I can no longer open my various inboxes without seeing something about AI: newsletters remarking on the success or failure of various AI tech and startups, urgent calls to explore AI tools designed for social media and content managers, headlines about how AI is being used in exciting and terrible ways across industries…So, while I hesitated before writing this piece and possibly contributing to your own AI-related spam, I can’t help but recognize that stories about AI’s effects on the book world are intensifying and worth paying attention to. Not only is it part of my job to remain curious and vigilant when it comes to these updates, it’s also interesting to anyone who pays close-ish attention to books and publishing.
As developments continue to crowd this intersection, I think what strikes me most is that they deal with so many different corners of the book world. AI is a technology pervasive enough to highlight some of the more subtle layers and facets that make up book production and book culture. It’s made me consider and reconsider the ethics of using AI as a professional publishing tool, the question of what defines creative work, and how AI might impact the average reader, to name a few philosophical exercises.
Even as I type, a new drama related to AI algorithms, and involving author reactions that mirror sentiments around the use of copyrighted works to train AI and Large Language Models (LLMs — we’ll get into this momentarily) in particular, is unfolding. To give you a sense of how quickly these controversies escalate, see this Gizmodo article recounting how a group of writers, including Jeff Vandermeer and Indra Das, pushed back against fiction analytics site Prosecraft after author Zach Rosenberg called it out for using copyrighted works to develop a data library. Rosenberg posted about it on X on August 7, and it quickly garnered attention and calls from authors to remove their books from the library. Later that very same day, after making attempts at damage control, Prosecraft developer Benji Smith voluntarily took the site down.

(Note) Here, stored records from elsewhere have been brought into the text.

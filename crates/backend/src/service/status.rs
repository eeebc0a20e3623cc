//! Run status and the single-flight run slot
//!
//! At most one indexing run (full, sync, repository) is active per engine.
//! [`RunControl::begin`] claims the slot atomically and hands back a
//! [`RunGuard`]; the slot is released when the guard is finished or dropped.
//!
//! Status is polled: callers read a snapshot through a short read lock, the
//! run writes progress through the guard, and `request_cancel` is the only
//! outside mutation.

use std::{
  collections::BTreeSet,
  path::{Path, PathBuf},
  sync::{Arc, Mutex, PoisonError, RwLock, RwLockReadGuard, RwLockWriteGuard},
};

use chrono::{DateTime, Utc};
use serde::Serialize;
use tokio_util::sync::CancellationToken;
use tracing::{debug, info, warn};

use crate::domain::mode::ChunkingMode;

#[derive(Debug, Clone, Copy, Default, PartialEq, Eq, Serialize)]
#[serde(rename_all = "lowercase")]
pub enum RunPhase {
  #[default]
  Idle,
  Scanning,
  Indexing,
  Completed,
  Cancelled,
  Failed,
}

#[derive(Debug, Clone, Copy, PartialEq, Eq, Serialize)]
#[serde(rename_all = "lowercase")]
pub enum SourceKind {
  Local,
  Repository,
}

#[derive(Debug, Clone, Copy, PartialEq, Eq, Serialize)]
#[serde(rename_all = "lowercase")]
pub enum RunKind {
  Full,
  Sync,
}

#[derive(Debug, Clone, PartialEq, Serialize)]
pub struct RunOutcome {
  pub phase: RunPhase,
  pub message: String,
  pub finished_at: DateTime<Utc>,
}

#[derive(Debug, Clone, Default, PartialEq, Serialize)]
pub struct RunStatus {
  pub is_indexing: bool,
  pub phase: RunPhase,
  /// Percent of `total_files` processed
  pub progress: f32,
  pub total_files: usize,
  pub processed_files: usize,
  pub current_file: Option<PathBuf>,
  pub message: String,
  pub mode: Option<ChunkingMode>,
  pub source_kind: Option<SourceKind>,
  pub run_kind: Option<RunKind>,
  pub cancel_requested: bool,
  /// Paths with at least one row written by the current run
  pub touched_paths: BTreeSet<PathBuf>,
  pub started_at: Option<DateTime<Utc>>,
  pub last_outcome: Option<RunOutcome>,
}

#[derive(Debug, thiserror::Error)]
#[error("An indexing run is already in progress: {0}")]
pub struct AlreadyRunning(pub String);

#[derive(Default)]
pub struct RunControl {
  status: RwLock<RunStatus>,
  /// Only locked while `status` is write-locked
  token: Mutex<Option<CancellationToken>>,
}

impl RunControl {
  pub fn new() -> Self {
    Self::default()
  }

  fn read(&self) -> RwLockReadGuard<'_, RunStatus> {
    self.status.read().unwrap_or_else(PoisonError::into_inner)
  }

  fn write(&self) -> RwLockWriteGuard<'_, RunStatus> {
    self.status.write().unwrap_or_else(PoisonError::into_inner)
  }

  pub fn status(&self) -> RunStatus {
    self.read().clone()
  }

  pub fn is_running(&self) -> bool {
    self.read().is_indexing
  }

  /// Claim the run slot, or reject if a run is active
  pub fn begin(
    self: &Arc<Self>,
    mode: ChunkingMode,
    source: SourceKind,
    kind: RunKind,
  ) -> Result<RunGuard, AlreadyRunning> {
    let token = CancellationToken::new();
    {
      let mut status = self.write();
      if status.is_indexing {
        return Err(AlreadyRunning(status.message.clone()));
      }
      let last_outcome = status.last_outcome.take();
      *status = RunStatus {
        is_indexing: true,
        phase: RunPhase::Scanning,
        message: "Starting".to_string(),
        mode: Some(mode),
        source_kind: Some(source),
        run_kind: Some(kind),
        started_at: Some(Utc::now()),
        last_outcome,
        ..RunStatus::default()
      };
      *self.token.lock().unwrap_or_else(PoisonError::into_inner) = Some(token.clone());
    }
    debug!(mode = %mode, source = ?source, kind = ?kind, "Run started");

    Ok(RunGuard {
      control: Arc::clone(self),
      token,
      finished: false,
    })
  }

  /// Ask the active run to stop after its current file. Returns false when
  /// nothing is running.
  pub fn request_cancel(&self) -> bool {
    {
      let mut status = self.write();
      if !status.is_indexing {
        return false;
      }
      status.cancel_requested = true;
      status.message = "Cancelling".to_string();
      if let Some(token) = self.token.lock().unwrap_or_else(PoisonError::into_inner).as_ref() {
        token.cancel();
      }
    }
    info!("Cancellation requested");
    true
  }

  fn release(&self, phase: RunPhase, message: String) {
    {
      let mut status = self.write();
      let outcome = RunOutcome {
        phase,
        message: message.clone(),
        finished_at: Utc::now(),
      };
      *status = RunStatus {
        message,
        last_outcome: Some(outcome),
        ..RunStatus::default()
      };
      *self.token.lock().unwrap_or_else(PoisonError::into_inner) = None;
    }
  }
}

/// Exclusive handle on the run slot
pub struct RunGuard {
  control: Arc<RunControl>,
  token: CancellationToken,
  finished: bool,
}

impl RunGuard {
  pub fn is_cancelled(&self) -> bool {
    self.token.is_cancelled()
  }

  pub fn set_phase(&self, phase: RunPhase, message: impl Into<String>) {
    let mut status = self.control.write();
    status.phase = phase;
    status.message = message.into();
  }

  pub fn set_total(&self, total: usize) {
    let mut status = self.control.write();
    status.total_files = total;
    status.processed_files = 0;
    status.progress = 0.0;
  }

  /// Record that `processed` files are done and `current` is next
  pub fn set_progress(&self, processed: usize, current: Option<&Path>) {
    let mut status = self.control.write();
    status.processed_files = processed;
    status.current_file = current.map(Path::to_path_buf);
    status.progress = if status.total_files == 0 {
      100.0
    } else {
      processed as f32 * 100.0 / status.total_files as f32
    };
    if !status.cancel_requested {
      status.message = format!("Processing {}/{}", processed, status.total_files);
    }
  }

  /// Mark `path` as written by this run; it joins the rollback set
  pub fn touch(&self, path: &Path) {
    let mut status = self.control.write();
    if !status.touched_paths.contains(path) {
      status.touched_paths.insert(path.to_path_buf());
    }
  }

  pub fn touched(&self) -> Vec<PathBuf> {
    self.control.read().touched_paths.iter().cloned().collect()
  }

  /// Release the slot, recording how the run ended
  pub fn finish(mut self, phase: RunPhase, message: impl Into<String>) {
    let message = message.into();
    match phase {
      RunPhase::Failed => warn!(message = %message, "Run failed"),
      _ => info!(phase = ?phase, message = %message, "Run finished"),
    }
    self.control.release(phase, message);
    self.finished = true;
  }
}

impl Drop for RunGuard {
  fn drop(&mut self) {
    if !self.finished {
      self.control.release(RunPhase::Failed, "Run aborted".to_string());
    }
  }
}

Though, as the Gizmodo article points out, Prosecraft isn’t exactly an LLM — the model at the heart of many headlines about authors versus AI — it’s not difficult to make connections between the escalation against the site and broader pushback and advocacy concerning the unauthorized and uncompensated use of human-created work used to train AI.
Like many others, my initial hands-on exploration of AI began with ChatGPT. Curious about how it worked, I read up on LLMs — an acronym theretofore unfamiliar to me. The thing to know about LLMs as we get into these stories is that they take in existing datasets (think books, articles, and other digitized resources) to output predictive text. They work with what they’ve got and what they’ve got is sometimes inaccurate, biased, or copyrighted.
This input method of scraping for data fueled a fire under the almost 8,000 writers who signed a letter to some of the biggest AI companies calling for them to stop using their works to train LLMs. While the letter, crafted by professional advocacy organization The Author’s Guild, collected signatures from authors with sizable platforms — authors like Alexander Chee and Nora Roberts — the most it could do was ask these companies to please compensate the people who authored these works. Those willing to spend the time and money on more aggressive measures, however, have filed lawsuits, taking companies to court over this issue.